Stored data START

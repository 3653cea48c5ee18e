//! The unit of work submitted to the decode scheduler: decode one image,
//! then memoize its pixel statistics.
use std::sync::Arc;

use crate::decoded::DecodedImage;
use crate::resource::ResourceState;
use crate::traits::{LoadError, MediaReader};

pub(crate) struct LoadTask<R: MediaReader> {
    state: Arc<ResourceState<R>>,
}

impl<R: MediaReader> LoadTask<R> {
    pub(crate) fn new(state: Arc<ResourceState<R>>) -> LoadTask<R> {
        LoadTask { state }
    }

    /// Runs on the decode worker.  Errors propagate to the caller blocked
    /// on the task handle.
    pub(crate) fn run(self) -> Result<Arc<DecodedImage>, LoadError> {
        let img = self.state.reader().fetch_fragment()?;
        self.state.find_min_max(&img);
        Ok(Arc::new(img))
    }
}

Stored data END

### Assignment
Give the number of lines in the entries above that include the string "MediaReader". No other output is expected.

### Answer to this problem
3